[Entries taken from a collection]

+++

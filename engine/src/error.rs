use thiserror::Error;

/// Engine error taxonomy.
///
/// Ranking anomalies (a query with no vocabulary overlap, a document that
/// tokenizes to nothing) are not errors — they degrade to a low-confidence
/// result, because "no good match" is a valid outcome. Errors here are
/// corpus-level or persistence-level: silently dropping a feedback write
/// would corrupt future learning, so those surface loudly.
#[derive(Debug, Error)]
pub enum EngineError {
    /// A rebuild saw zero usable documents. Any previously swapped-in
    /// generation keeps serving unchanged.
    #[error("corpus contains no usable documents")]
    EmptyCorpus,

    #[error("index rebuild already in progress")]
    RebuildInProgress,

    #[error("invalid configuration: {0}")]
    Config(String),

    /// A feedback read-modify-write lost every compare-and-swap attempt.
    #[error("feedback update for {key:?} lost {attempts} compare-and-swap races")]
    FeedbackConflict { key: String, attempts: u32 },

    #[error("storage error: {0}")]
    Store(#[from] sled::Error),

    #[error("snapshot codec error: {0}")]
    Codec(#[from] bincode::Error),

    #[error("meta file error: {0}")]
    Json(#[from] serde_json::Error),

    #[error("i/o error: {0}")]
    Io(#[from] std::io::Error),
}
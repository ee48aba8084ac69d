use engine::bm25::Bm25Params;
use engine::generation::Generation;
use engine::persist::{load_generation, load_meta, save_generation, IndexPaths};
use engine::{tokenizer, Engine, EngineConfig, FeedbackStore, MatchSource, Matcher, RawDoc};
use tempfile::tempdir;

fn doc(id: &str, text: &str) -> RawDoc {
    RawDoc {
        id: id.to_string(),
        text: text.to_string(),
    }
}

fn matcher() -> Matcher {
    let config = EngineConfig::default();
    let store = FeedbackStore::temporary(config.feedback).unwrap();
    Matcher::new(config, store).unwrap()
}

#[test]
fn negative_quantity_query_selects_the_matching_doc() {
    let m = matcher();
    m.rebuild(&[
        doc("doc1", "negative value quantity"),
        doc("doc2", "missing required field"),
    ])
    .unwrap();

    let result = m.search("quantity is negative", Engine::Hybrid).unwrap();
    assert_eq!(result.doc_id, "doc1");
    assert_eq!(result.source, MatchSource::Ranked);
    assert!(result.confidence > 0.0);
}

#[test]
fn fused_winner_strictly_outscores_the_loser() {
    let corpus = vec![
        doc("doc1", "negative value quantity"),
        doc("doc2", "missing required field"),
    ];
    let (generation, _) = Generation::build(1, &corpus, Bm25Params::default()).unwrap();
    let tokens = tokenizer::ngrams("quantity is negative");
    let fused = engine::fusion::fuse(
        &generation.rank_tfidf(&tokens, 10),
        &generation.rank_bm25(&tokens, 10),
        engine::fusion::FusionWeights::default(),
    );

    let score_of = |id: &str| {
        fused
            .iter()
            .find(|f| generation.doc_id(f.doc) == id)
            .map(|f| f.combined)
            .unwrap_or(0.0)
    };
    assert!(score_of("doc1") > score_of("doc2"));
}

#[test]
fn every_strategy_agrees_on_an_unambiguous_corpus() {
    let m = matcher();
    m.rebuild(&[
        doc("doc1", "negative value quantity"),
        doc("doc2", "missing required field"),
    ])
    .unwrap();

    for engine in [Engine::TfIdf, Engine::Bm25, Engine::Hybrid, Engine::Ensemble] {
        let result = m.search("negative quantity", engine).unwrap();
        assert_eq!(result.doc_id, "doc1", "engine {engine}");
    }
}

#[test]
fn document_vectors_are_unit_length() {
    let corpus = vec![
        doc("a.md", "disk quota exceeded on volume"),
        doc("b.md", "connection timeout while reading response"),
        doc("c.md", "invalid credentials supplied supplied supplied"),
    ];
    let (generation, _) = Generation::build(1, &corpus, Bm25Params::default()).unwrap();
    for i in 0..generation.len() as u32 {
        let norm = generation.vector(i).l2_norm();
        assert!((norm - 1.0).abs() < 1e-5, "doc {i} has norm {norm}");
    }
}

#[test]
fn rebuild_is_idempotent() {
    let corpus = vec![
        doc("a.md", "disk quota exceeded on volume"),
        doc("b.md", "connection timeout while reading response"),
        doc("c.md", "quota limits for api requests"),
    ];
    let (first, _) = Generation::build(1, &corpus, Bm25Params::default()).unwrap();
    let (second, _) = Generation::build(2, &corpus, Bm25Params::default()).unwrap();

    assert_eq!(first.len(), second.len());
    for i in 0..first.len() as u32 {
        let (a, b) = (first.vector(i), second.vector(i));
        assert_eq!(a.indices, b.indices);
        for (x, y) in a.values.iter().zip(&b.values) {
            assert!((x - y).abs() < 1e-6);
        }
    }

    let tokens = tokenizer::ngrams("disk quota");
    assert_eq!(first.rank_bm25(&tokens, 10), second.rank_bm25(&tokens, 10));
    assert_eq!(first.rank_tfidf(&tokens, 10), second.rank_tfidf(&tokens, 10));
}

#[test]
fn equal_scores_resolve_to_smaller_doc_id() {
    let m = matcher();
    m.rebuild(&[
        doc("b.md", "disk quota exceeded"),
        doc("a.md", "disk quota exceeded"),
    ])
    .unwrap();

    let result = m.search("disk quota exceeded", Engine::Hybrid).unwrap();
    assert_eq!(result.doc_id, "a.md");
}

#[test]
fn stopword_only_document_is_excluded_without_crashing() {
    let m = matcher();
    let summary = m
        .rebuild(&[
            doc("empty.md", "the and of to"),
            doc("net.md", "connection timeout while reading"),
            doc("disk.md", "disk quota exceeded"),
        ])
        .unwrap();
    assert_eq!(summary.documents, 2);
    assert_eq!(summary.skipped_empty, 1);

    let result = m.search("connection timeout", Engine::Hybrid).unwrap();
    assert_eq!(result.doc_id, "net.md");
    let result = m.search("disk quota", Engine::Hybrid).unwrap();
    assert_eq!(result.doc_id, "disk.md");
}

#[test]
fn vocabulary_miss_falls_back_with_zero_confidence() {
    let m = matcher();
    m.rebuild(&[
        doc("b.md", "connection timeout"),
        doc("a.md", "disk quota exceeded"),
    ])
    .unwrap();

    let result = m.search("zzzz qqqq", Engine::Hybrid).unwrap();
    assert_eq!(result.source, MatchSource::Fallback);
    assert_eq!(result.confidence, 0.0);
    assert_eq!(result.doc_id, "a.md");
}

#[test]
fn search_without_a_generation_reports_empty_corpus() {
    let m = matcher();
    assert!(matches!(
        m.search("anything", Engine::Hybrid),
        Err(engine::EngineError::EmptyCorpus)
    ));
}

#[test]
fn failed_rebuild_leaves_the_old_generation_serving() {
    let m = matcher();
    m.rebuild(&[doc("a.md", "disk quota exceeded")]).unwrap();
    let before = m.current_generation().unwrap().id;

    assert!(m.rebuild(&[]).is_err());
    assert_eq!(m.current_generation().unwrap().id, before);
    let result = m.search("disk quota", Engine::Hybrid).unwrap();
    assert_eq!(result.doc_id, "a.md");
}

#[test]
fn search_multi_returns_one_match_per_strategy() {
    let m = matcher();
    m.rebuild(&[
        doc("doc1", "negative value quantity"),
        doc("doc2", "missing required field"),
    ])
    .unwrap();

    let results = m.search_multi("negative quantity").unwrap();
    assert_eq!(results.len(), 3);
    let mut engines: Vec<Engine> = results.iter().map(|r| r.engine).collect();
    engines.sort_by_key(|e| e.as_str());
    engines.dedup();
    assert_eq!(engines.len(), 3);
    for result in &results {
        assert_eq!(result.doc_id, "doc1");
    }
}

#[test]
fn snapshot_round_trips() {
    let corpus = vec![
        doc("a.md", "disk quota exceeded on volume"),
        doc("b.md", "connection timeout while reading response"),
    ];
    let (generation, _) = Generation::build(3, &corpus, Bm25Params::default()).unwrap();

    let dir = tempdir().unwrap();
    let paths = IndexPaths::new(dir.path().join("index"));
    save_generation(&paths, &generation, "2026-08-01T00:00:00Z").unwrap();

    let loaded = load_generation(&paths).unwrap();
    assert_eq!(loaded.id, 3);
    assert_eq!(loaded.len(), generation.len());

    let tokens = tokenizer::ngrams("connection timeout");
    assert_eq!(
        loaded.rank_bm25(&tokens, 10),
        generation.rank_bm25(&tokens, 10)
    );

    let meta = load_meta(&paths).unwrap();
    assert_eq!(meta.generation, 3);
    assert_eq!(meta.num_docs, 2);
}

+++

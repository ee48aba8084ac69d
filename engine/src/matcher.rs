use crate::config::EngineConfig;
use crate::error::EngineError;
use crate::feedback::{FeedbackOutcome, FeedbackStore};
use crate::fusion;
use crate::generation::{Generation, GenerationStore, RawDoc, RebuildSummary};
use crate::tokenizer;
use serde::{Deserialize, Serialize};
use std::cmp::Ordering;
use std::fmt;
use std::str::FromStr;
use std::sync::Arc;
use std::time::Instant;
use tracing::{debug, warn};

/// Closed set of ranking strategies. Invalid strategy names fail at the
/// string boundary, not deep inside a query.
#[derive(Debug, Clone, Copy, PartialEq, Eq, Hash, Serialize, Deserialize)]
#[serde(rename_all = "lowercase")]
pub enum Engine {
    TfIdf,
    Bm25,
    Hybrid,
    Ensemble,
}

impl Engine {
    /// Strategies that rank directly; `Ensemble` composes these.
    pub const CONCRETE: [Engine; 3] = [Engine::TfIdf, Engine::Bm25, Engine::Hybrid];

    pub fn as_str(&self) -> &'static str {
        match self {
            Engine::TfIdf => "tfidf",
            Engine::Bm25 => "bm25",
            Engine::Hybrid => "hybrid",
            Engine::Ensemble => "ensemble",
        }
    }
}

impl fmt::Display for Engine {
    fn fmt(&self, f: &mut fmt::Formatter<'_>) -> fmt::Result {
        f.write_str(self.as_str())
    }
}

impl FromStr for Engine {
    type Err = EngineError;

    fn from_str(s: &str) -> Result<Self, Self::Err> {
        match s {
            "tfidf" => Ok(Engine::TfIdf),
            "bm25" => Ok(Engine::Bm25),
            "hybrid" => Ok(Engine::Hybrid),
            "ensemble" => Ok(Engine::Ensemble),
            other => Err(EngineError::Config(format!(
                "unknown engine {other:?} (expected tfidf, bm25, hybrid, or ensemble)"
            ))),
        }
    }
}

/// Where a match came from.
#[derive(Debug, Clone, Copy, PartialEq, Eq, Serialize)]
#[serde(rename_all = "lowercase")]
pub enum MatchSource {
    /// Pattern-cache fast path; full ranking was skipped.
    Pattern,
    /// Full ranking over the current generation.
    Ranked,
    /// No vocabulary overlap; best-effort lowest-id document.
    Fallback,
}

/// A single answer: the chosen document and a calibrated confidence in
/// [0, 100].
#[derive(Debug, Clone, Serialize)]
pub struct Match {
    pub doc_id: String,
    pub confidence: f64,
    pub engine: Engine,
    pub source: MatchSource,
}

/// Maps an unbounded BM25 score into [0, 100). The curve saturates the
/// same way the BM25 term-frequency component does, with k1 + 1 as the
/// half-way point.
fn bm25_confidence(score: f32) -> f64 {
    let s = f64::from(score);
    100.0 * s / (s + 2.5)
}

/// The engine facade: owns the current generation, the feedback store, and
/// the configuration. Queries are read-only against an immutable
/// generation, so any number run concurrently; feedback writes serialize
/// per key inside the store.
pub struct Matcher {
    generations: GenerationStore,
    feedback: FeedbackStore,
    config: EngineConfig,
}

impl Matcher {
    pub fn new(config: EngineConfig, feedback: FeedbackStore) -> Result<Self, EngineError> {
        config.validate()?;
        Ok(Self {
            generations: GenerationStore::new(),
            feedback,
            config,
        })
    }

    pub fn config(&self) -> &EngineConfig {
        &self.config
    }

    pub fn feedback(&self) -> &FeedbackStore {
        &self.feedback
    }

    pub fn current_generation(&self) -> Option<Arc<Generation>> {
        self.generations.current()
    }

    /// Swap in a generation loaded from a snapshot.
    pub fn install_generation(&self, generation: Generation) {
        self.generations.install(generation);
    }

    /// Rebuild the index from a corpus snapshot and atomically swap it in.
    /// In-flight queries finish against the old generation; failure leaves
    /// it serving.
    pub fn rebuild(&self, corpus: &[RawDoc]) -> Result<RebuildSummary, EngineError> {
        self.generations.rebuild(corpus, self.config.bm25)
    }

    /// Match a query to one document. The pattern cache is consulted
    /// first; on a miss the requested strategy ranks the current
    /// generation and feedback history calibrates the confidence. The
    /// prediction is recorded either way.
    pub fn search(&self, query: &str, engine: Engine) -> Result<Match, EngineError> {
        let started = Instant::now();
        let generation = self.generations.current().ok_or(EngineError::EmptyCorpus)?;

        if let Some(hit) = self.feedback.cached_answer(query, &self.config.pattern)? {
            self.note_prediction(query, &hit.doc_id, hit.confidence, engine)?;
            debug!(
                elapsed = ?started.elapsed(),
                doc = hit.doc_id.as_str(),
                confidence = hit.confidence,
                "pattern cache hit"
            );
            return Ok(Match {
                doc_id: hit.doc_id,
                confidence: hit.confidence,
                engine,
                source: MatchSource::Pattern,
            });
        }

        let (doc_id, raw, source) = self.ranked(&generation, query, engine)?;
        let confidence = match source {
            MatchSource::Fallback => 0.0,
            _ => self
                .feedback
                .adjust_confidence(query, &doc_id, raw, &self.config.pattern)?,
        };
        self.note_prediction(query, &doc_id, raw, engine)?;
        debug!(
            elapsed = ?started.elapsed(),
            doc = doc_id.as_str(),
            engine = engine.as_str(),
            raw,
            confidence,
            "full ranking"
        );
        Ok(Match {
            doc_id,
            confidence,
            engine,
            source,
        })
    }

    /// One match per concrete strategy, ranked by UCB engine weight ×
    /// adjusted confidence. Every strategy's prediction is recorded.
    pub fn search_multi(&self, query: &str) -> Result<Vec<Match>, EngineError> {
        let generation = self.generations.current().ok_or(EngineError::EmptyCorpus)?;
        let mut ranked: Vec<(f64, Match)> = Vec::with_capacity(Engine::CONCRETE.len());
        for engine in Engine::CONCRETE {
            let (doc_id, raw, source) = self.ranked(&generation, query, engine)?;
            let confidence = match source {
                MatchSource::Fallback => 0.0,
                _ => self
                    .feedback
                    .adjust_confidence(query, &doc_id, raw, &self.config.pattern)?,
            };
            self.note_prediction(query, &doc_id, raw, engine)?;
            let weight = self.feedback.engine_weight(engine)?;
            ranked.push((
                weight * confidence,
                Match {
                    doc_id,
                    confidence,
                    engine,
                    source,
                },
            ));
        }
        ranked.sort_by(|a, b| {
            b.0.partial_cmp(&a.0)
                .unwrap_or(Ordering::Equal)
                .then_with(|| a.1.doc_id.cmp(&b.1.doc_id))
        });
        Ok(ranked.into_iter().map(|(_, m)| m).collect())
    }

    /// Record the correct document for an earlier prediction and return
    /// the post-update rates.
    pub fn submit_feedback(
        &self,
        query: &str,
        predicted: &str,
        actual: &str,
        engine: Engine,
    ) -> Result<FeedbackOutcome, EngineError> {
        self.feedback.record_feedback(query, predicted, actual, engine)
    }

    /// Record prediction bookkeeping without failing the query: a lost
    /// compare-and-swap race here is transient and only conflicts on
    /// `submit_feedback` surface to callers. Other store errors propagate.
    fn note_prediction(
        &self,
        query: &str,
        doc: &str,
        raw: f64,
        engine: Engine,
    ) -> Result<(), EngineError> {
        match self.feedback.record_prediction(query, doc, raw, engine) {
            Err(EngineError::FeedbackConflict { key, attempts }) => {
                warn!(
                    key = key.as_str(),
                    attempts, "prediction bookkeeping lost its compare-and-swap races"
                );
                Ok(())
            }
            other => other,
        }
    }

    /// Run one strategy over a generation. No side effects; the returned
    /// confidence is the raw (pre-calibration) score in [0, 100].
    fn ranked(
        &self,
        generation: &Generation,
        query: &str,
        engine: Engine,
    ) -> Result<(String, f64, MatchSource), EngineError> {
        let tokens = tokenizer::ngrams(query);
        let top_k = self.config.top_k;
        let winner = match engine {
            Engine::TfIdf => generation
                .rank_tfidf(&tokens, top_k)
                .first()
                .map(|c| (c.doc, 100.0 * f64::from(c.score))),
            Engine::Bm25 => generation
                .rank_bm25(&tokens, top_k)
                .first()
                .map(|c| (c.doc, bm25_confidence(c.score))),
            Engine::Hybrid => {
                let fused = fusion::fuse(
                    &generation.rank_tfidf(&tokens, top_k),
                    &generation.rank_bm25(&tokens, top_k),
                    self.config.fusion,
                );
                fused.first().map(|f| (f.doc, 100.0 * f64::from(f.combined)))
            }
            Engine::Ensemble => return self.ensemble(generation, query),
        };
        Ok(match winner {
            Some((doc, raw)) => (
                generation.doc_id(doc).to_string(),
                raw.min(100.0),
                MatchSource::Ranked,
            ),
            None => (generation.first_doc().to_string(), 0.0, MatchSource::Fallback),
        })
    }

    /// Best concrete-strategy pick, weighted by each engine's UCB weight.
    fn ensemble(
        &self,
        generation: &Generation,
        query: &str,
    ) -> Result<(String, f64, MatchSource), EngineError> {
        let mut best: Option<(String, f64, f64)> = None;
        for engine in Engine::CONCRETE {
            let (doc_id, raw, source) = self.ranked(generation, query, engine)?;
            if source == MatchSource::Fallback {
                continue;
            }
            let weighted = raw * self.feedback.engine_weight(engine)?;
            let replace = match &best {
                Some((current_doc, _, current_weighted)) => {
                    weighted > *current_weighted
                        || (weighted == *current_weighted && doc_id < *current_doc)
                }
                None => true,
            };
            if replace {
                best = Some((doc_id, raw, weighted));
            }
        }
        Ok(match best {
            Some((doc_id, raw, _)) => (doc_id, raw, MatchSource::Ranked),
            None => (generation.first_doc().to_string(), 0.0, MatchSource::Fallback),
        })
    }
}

+++

# [What you should do]
Nothing but a number is expected here: how many lines above include the string "tokenizer".

# [Final answer]
6